First, I found a hat full of money.
Then I got chased by some guy with a guitar..
-
They laughed at my pencil drawings.
So I laughed at their chalk outlines...
-
“That’s what.”
-she -
I googled "who gives a shit".
My name wasn't in the search results.
-
A wife went to the police station with her next-door neighbor to report that her husband was missing. The policeman asked for a description.
She said: “He’s 35 years old, 6 foot 4, has dark eyes, dark wavy hair, an athletic build, weighs 190 pounds, is soft-spoken and is good to the children.”
The next-door neighbor protested: “Your husband is 5 foot 4, chubby, bald, has a big mouth and is mean to your children.”
The wife replied: “Yes, but who wants HIM back?” -
So...my doctor says I have Irish constipation...
I can't pass a bar..
-
My wife said "I don't like your constipation jokes"..

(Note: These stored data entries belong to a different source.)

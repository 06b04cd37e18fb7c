// This Source Code Form is subject to the terms of the Mozilla Public
// License, v. 2.0. If a copy of the MPL was not distributed with this
// file, You can obtain one at https://mozilla.org/MPL/2.0/.

//! Records owned by the backend.
//!
//! These mirror the backend's JSON responses. Unknown fields are ignored and
//! optional fields default to `None`, so older or newer backends decode.

use crate::condition::ConditionStatus;
use crate::severity::Severity;
use crate::time::{iso, iso_opt};
use chrono::{DateTime, Utc};
use serde::{Deserialize, Serialize};

/// An uploaded building model (IFC file).
#[derive(Debug, Clone, PartialEq, Serialize, Deserialize)]
pub struct ModelFile {
    pub id: i64,
    pub filename: String,
    #[serde(default)]
    pub project_name: Option<String>,
    #[serde(default)]
    pub file_path: Option<String>,
    #[serde(default)]
    pub file_size: Option<u64>,
    #[serde(default)]
    pub ifc_schema: Option<String>,
    #[serde(default)]
    pub processing_status: Option<String>,
    #[serde(default, with = "iso_opt")]
    pub uploaded_at: Option<DateTime<Utc>>,
}

/// A physical building element with maintenance attributes.
#[derive(Debug, Clone, PartialEq, Serialize, Deserialize)]
pub struct Asset {
    pub id: i64,
    #[serde(default)]
    pub name: Option<String>,
    #[serde(default)]
    pub description: Option<String>,
    pub ifc_type: String,
    pub ifc_guid: String,
    #[serde(default)]
    pub manufacturer: Option<String>,
    #[serde(default)]
    pub serial_number: Option<String>,
    #[serde(default)]
    pub location_building: Option<String>,
    #[serde(default)]
    pub location_floor: Option<String>,
    #[serde(default)]
    pub location_room: Option<String>,
    #[serde(default)]
    pub condition_status: Option<ConditionStatus>,
    /// 1 (worst) to 4 (best).
    #[serde(default)]
    pub condition_score: Option<u8>,
    #[serde(default, with = "iso_opt")]
    pub last_inspection_date: Option<DateTime<Utc>>,
}

impl Asset {
    /// Name, or `Ativo #<id>` for unnamed assets.
    pub fn display_name(&self) -> String {
        match self.name.as_deref() {
            Some(name) if !name.is_empty() => name.to_string(),
            _ => unnamed_asset(self.id),
        }
    }

    /// `building - floor - room`, skipping missing parts. `None` without a building.
    pub fn location(&self) -> Option<String> {
        let building = self.location_building.as_deref()?;
        let mut location = building.to_string();
        for part in [&self.location_floor, &self.location_room].into_iter().flatten() {
            location.push_str(" - ");
            location.push_str(part);
        }
        Some(location)
    }

    /// Worst condition score.
    pub fn is_critical(&self) -> bool {
        self.condition_score == Some(1)
    }
}

pub fn unnamed_asset(id: i64) -> String {
    format!("Ativo #{}", id)
}

/// A photo attached to exactly one inspection.
#[derive(Debug, Clone, PartialEq, Serialize, Deserialize)]
pub struct Photo {
    pub id: i64,
    pub file_path: String,
    pub file_name: String,
    #[serde(default, with = "iso_opt")]
    pub uploaded_at: Option<DateTime<Utc>>,
}

/// A dated condition report for one asset.
#[derive(Debug, Clone, PartialEq, Serialize, Deserialize)]
pub struct Inspection {
    pub id: i64,
    pub code: String,
    pub asset_id: i64,
    #[serde(with = "iso")]
    pub inspection_date: DateTime<Utc>,
    pub location: String,
    pub has_pathology: bool,
    /// Present whenever `has_pathology` is set.
    #[serde(default)]
    pub severity: Option<Severity>,
    #[serde(default)]
    pub pathology_type: Option<String>,
    #[serde(default)]
    pub observations: Option<String>,
    #[serde(default)]
    pub ai_analysis_performed: bool,
    /// In `[0, 1]`.
    #[serde(default)]
    pub ai_confidence: Option<f64>,
    #[serde(default)]
    pub ai_heatmap_path: Option<String>,
    #[serde(default)]
    pub ai_detection_mask_path: Option<String>,
    #[serde(default)]
    pub photos: Vec<Photo>,
}

/// Server-computed inspection counters for an asset.
#[derive(Debug, Clone, PartialEq, Serialize, Deserialize)]
pub struct AssetStatistics {
    pub total_inspections: u64,
    pub inspections_with_pathology: u64,
    #[serde(default, with = "iso_opt")]
    pub latest_inspection_date: Option<DateTime<Utc>>,
}

/// Response of the photo analysis endpoint.
#[derive(Debug, Clone, PartialEq, Serialize, Deserialize)]
pub struct AnalysisResult {
    pub success: bool,
    #[serde(default)]
    pub detections: Vec<serde_json::Value>,
    #[serde(default)]
    pub confidence: f64,
    #[serde(default)]
    pub mask_path: Option<String>,
    #[serde(default)]
    pub heatmap_path: Option<String>,
    #[serde(default)]
    pub result_path: Option<String>,
}

#[cfg(test)]
mod tests {
    use super::*;

    #[test]
    fn test_decode_backend_inspection() {
        let json = r#"{
            "id": 7, "code": "INS-07", "asset_id": 2,
            "inspection_date": "2024-05-01T09:00:00",
            "has_pathology": true, "severity": 2, "location": "Floor 3",
            "observations": null, "pathology_type": "Fissura",
            "ai_analysis_performed": false, "ai_confidence": null,
            "photos": [{"id": 1, "file_name": "a.jpg", "file_path": "/uploads/a.jpg",
                        "uploaded_at": "2024-05-01T09:01:00"}],
            "created_at": "2024-05-01T09:01:00", "updated_at": "2024-05-01T09:01:00"
        }"#;
        let inspection: Inspection = serde_json::from_str(json).unwrap();
        assert_eq!(inspection.severity, Some(Severity::POOR));
        assert_eq!(inspection.photos.len(), 1);
        assert!(inspection.ai_heatmap_path.is_none());
    }

    #[test]
    fn test_asset_display_helpers() {
        let json = r#"{"id": 3, "ifc_type": "IfcDoor", "ifc_guid": "2O2Fr$t4X7Zf8NOew3FLOH",
                       "location_building": "Bloco A", "location_room": "101",
                       "condition_status": "Critical", "condition_score": 1}"#;
        let asset: Asset = serde_json::from_str(json).unwrap();
        assert_eq!(asset.display_name(), "Ativo #3");
        assert_eq!(asset.location().as_deref(), Some("Bloco A - 101"));
        assert!(asset.is_critical());
    }
}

I told her I didn't give a shit..
-
So.. I went to a feminist rally the other day.
Came back with my shirt ironed, carrying a sammich.
-
Stress is when you have a house payment, a boat payment, a wife, and a girlfriend...... and all 4 of them are late....
-
"I went to a petting zoo the other day."
That was an elementary school, Joe...."
-
"Momma always said, 'life is like a box of... you know... the thing......' "
Forrest Biden
-
I just watched Jaws backwards.
It’s a heartwarming story about a shark who gives limbs to the disabled.
-
So.... I'm going to open a flower shop. I'm going to call it....
Florist Gump...
-
Then a bakery...
Bread Pitt
-
No, you haven't gained that much weight during quarantine. Come on - chin up!
..... No, the other one....
-
-
A guy is having a check up at the doctor's.
"Do you think I will have a long and healthy life?"
"I doubt it" says the doctor shaking his head "Mercury is in Uranus right now"
"I don't believe in that astrology crap, doc"
"Yeah, neither do I. My thermometer just broke"
-
I finally asked this girl I’m dating how she liked sex.
She said “I like it infrequently”.
So I said, “Is that one word or two?”